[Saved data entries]
------

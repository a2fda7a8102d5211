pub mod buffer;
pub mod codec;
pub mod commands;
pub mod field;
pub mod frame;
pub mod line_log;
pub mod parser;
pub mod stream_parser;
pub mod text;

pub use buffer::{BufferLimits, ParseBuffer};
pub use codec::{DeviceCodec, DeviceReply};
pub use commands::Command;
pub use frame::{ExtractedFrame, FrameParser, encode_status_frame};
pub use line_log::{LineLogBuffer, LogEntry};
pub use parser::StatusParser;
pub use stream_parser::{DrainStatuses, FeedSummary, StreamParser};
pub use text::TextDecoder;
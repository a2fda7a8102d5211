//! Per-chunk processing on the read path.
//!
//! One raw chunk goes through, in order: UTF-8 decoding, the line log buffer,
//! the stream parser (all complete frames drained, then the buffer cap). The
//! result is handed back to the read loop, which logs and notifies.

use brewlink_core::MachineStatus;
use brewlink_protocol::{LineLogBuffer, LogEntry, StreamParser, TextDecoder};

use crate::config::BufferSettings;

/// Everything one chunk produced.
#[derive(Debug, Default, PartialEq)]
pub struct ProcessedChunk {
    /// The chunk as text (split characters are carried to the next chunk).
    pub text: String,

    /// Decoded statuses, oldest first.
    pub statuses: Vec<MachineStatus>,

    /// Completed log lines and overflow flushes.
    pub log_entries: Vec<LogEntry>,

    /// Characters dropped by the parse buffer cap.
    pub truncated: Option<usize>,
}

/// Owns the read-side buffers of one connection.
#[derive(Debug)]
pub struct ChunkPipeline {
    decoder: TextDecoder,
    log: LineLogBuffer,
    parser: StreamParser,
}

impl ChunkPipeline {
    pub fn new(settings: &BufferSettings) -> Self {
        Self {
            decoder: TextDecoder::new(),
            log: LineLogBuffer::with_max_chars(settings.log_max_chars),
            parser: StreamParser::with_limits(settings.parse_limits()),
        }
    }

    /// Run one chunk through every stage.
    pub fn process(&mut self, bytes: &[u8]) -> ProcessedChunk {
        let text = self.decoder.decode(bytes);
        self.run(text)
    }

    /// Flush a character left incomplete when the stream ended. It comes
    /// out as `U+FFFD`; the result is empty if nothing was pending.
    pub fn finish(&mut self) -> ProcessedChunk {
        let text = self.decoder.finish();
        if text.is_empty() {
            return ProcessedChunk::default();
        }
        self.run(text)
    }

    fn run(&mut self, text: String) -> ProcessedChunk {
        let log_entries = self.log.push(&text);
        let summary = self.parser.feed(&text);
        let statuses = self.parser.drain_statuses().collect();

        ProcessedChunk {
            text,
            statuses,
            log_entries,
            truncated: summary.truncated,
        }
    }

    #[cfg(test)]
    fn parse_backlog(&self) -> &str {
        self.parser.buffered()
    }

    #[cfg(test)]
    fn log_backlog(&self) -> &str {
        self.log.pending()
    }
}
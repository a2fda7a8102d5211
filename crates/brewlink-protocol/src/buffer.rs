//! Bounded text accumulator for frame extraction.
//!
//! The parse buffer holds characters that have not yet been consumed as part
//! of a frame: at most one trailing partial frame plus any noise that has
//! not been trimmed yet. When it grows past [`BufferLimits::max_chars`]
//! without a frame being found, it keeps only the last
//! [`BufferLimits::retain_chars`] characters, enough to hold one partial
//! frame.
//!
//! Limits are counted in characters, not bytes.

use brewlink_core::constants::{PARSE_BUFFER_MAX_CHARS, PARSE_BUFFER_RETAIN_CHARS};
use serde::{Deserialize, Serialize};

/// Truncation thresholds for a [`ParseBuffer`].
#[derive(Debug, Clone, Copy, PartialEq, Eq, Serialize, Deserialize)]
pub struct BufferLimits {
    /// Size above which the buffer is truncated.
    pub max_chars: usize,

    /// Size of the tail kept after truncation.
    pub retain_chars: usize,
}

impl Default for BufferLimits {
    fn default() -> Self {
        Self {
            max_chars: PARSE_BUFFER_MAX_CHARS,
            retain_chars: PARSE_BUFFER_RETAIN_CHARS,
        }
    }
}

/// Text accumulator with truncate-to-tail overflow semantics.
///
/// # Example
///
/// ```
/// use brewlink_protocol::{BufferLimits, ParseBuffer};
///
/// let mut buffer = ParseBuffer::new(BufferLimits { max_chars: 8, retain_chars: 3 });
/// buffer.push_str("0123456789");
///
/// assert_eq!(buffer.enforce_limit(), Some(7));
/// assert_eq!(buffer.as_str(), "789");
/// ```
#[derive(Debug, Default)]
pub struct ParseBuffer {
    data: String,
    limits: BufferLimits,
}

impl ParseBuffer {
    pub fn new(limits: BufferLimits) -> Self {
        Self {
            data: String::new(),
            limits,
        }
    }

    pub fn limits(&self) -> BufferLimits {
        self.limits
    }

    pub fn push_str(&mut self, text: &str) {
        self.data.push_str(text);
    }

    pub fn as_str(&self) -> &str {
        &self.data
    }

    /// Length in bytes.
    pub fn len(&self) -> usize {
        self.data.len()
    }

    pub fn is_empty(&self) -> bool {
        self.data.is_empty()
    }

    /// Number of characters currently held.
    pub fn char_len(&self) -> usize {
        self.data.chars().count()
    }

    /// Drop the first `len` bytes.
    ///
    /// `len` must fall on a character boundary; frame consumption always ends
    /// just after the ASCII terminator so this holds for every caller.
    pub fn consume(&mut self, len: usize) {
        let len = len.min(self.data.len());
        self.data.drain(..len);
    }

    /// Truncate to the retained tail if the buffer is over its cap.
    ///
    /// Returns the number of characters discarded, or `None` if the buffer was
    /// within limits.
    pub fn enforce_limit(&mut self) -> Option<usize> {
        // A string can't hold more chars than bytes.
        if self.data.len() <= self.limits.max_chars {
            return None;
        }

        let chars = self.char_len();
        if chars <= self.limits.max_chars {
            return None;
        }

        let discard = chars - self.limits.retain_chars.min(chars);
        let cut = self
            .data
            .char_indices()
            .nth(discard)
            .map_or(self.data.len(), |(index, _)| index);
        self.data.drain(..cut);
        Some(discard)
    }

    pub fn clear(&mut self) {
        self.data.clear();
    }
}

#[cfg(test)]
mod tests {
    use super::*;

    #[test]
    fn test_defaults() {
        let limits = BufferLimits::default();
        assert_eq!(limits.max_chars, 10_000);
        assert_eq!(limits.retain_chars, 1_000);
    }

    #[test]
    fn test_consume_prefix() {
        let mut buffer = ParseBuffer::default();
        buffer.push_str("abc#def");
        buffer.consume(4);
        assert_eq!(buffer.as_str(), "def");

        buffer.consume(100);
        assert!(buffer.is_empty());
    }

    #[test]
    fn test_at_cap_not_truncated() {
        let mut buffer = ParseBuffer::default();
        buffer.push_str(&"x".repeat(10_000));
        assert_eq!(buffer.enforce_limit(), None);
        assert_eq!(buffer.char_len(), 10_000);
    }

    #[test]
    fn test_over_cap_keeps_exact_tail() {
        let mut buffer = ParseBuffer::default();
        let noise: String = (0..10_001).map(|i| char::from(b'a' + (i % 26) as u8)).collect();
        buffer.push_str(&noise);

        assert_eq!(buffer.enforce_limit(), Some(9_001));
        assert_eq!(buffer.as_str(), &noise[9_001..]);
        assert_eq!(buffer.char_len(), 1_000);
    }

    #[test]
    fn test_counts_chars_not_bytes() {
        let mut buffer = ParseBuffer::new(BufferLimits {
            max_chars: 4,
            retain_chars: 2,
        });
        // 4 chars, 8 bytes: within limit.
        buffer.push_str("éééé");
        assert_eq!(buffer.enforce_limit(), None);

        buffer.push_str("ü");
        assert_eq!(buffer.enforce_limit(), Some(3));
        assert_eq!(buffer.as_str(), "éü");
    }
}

------

■ Work order:
Take from the entries every line that has the string "ParseBuffer".

■ Result below:
pub use buffer::{BufferLimits, ParseBuffer};
/// Truncation thresholds for a [`ParseBuffer`].
/// use brewlink_protocol::{BufferLimits, ParseBuffer};
/// let mut buffer = ParseBuffer::new(BufferLimits { max_chars: 8, retain_chars: 3 });
pub struct ParseBuffer {
impl ParseBuffer {
        let mut buffer = ParseBuffer::default();
        let mut buffer = ParseBuffer::default();
        let mut buffer = ParseBuffer::default();
        let mut buffer = ParseBuffer::new(BufferLimits {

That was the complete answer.